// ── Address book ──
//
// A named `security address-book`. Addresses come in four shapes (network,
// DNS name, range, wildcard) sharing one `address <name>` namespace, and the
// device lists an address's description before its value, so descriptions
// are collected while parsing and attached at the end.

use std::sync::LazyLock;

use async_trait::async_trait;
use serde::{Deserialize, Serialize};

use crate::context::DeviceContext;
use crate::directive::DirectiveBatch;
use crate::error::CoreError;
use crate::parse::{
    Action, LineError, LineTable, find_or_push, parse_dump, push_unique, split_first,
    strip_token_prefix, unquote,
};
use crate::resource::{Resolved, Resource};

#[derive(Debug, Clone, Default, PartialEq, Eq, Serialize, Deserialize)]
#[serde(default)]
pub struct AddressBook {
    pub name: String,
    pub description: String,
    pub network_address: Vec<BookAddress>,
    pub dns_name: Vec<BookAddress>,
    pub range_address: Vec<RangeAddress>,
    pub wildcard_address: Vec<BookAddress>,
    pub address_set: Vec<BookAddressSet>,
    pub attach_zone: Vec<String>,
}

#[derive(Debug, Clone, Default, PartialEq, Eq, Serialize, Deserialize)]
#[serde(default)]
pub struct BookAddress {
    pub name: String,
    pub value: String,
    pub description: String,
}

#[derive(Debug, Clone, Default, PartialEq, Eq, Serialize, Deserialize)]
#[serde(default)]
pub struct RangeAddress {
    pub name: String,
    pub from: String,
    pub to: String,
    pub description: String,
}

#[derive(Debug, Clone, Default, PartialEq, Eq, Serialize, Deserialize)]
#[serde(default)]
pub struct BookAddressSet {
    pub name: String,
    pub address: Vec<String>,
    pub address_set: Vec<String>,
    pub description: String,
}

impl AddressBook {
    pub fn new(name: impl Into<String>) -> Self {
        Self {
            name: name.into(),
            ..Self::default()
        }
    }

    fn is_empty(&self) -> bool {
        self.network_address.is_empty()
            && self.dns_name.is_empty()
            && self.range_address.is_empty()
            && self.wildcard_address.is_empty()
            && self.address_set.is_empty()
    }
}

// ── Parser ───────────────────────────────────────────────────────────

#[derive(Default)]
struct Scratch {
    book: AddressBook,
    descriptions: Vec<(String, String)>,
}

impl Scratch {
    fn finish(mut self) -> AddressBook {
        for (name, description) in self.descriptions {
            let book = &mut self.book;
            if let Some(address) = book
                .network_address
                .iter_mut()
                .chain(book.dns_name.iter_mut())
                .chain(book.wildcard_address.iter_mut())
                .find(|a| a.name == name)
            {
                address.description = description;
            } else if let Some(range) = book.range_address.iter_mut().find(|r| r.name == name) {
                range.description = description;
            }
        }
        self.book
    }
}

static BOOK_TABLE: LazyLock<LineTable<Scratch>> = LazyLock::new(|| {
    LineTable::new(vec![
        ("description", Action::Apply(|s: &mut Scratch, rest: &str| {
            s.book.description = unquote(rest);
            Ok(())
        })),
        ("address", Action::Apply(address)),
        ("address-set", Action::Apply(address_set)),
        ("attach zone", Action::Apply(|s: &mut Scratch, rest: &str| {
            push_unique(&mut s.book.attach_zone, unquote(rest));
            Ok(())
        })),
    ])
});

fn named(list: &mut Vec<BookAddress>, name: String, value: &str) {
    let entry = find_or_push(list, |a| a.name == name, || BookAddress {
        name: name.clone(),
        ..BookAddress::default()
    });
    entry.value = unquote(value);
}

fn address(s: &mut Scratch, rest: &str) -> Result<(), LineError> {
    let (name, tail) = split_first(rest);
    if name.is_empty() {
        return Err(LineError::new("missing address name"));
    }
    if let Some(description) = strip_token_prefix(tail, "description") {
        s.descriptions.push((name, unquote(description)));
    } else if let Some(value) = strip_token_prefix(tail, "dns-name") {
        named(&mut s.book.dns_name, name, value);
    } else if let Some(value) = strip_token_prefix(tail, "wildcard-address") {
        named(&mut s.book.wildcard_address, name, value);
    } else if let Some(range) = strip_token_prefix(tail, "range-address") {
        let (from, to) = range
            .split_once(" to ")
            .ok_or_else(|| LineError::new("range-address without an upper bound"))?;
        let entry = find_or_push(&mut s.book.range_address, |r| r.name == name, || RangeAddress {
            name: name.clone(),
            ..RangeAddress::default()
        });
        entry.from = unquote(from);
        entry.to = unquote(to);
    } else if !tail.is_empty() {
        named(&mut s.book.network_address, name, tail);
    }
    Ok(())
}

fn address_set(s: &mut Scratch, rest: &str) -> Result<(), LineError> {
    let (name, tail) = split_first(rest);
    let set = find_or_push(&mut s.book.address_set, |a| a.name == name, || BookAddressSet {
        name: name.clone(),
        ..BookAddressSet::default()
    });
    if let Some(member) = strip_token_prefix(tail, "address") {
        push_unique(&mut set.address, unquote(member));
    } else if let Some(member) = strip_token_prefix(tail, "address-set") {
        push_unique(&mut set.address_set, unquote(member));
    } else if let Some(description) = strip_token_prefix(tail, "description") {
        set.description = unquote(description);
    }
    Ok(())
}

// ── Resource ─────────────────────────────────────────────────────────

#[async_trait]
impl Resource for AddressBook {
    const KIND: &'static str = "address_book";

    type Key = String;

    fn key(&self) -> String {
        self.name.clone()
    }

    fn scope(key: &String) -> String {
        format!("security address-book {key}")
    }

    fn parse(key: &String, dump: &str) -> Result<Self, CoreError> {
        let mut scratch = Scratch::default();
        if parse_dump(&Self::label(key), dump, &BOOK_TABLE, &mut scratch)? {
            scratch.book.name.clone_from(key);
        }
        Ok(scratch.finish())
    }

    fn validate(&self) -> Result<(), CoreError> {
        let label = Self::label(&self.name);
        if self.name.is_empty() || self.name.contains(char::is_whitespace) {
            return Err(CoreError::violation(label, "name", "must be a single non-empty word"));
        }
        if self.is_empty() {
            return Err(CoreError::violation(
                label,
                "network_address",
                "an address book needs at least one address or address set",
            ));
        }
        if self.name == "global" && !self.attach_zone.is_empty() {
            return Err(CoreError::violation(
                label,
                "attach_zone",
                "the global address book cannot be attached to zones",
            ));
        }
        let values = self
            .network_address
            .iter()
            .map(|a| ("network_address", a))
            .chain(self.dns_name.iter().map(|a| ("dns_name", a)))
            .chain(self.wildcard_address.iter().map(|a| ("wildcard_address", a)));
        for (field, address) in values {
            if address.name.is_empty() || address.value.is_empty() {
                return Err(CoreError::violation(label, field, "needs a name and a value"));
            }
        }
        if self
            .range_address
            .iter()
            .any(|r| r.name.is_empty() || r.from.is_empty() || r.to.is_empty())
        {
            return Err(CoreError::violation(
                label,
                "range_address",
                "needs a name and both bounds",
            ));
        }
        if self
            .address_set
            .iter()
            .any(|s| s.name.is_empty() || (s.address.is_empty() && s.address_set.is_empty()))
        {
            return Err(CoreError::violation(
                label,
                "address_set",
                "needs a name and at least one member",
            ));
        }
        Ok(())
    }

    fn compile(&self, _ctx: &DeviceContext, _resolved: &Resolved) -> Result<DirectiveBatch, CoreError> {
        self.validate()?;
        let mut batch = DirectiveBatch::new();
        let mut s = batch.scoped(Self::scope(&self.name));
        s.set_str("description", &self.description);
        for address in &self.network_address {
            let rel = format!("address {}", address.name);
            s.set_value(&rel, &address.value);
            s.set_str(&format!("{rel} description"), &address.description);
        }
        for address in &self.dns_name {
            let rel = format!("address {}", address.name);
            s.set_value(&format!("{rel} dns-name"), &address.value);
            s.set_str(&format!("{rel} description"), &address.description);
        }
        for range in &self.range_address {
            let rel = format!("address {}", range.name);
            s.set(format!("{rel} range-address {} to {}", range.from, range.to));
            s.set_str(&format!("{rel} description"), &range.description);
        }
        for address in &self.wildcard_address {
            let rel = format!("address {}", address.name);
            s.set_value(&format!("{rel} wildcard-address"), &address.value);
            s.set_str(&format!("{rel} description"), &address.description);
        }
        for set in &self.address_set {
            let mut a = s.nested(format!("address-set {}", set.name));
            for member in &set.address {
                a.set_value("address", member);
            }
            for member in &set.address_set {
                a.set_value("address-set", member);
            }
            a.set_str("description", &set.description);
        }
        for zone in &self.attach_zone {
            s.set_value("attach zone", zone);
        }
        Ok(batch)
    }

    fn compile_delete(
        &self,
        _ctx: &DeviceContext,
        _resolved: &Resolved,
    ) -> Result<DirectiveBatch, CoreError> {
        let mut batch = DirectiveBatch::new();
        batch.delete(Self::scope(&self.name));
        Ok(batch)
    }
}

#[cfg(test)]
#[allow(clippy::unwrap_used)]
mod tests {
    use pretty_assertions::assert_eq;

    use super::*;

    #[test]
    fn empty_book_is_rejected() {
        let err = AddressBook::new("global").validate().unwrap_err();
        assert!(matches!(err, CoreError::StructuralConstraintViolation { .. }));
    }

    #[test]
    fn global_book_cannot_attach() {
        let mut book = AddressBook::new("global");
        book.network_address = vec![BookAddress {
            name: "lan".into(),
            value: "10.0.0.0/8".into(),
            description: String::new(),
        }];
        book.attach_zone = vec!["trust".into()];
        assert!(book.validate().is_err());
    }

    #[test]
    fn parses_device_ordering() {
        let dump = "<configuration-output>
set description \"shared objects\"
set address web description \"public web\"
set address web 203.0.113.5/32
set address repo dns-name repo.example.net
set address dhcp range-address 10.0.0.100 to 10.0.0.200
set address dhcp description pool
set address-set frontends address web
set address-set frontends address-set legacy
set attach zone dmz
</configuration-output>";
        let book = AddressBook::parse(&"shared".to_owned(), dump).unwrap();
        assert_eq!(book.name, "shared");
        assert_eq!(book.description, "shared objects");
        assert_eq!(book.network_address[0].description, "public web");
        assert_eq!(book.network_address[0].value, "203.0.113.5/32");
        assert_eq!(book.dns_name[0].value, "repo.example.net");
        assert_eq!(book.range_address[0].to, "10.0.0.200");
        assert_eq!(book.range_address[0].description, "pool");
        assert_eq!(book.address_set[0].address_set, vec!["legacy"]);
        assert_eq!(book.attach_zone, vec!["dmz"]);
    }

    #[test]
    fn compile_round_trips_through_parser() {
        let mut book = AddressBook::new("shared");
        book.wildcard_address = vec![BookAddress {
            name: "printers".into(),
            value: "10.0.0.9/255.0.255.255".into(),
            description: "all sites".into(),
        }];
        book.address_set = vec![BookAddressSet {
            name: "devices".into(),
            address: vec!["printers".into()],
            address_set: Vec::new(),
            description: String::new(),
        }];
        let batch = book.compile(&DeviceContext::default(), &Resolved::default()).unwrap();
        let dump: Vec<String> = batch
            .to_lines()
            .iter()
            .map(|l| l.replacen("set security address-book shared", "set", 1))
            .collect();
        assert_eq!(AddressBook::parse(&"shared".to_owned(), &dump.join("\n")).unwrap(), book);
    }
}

◇ ◇ ◇ ◇ ◇ ◇ ◇

**Required work**. Repeat word for word the lines above that run from the line containing "let mut s = batch.scoped(Self::scope(&self.name));" through the line containing "use pretty_assertions::assert_eq;", both ends included, and nothing else.

**Written response**.
        let mut s = batch.scoped(Self::scope(&self.name));
        s.set_str("description", &self.description);
        for address in &self.network_address {
            let rel = format!("address {}", address.name);
            s.set_value(&rel, &address.value);
            s.set_str(&format!("{rel} description"), &address.description);
        }
        for address in &self.dns_name {
            let rel = format!("address {}", address.name);
            s.set_value(&format!("{rel} dns-name"), &address.value);
            s.set_str(&format!("{rel} description"), &address.description);
        }
        for range in &self.range_address {
            let rel = format!("address {}", range.name);
            s.set(format!("{rel} range-address {} to {}", range.from, range.to));
            s.set_str(&format!("{rel} description"), &range.description);
        }
        for address in &self.wildcard_address {
            let rel = format!("address {}", address.name);
            s.set_value(&format!("{rel} wildcard-address"), &address.value);
            s.set_str(&format!("{rel} description"), &address.description);
        }
        for set in &self.address_set {
            let mut a = s.nested(format!("address-set {}", set.name));
            for member in &set.address {
                a.set_value("address", member);
            }
            for member in &set.address_set {
                a.set_value("address-set", member);
            }
            a.set_str("description", &set.description);
        }
        for zone in &self.attach_zone {
            s.set_value("attach zone", zone);
        }
        Ok(batch)
    }

    fn compile_delete(
        &self,
        _ctx: &DeviceContext,
        _resolved: &Resolved,
    ) -> Result<DirectiveBatch, CoreError> {
        let mut batch = DirectiveBatch::new();
        batch.delete(Self::scope(&self.name));
        Ok(batch)
    }
}

#[cfg(test)]
#[allow(clippy::unwrap_used)]
mod tests {
    use pretty_assertions::assert_eq;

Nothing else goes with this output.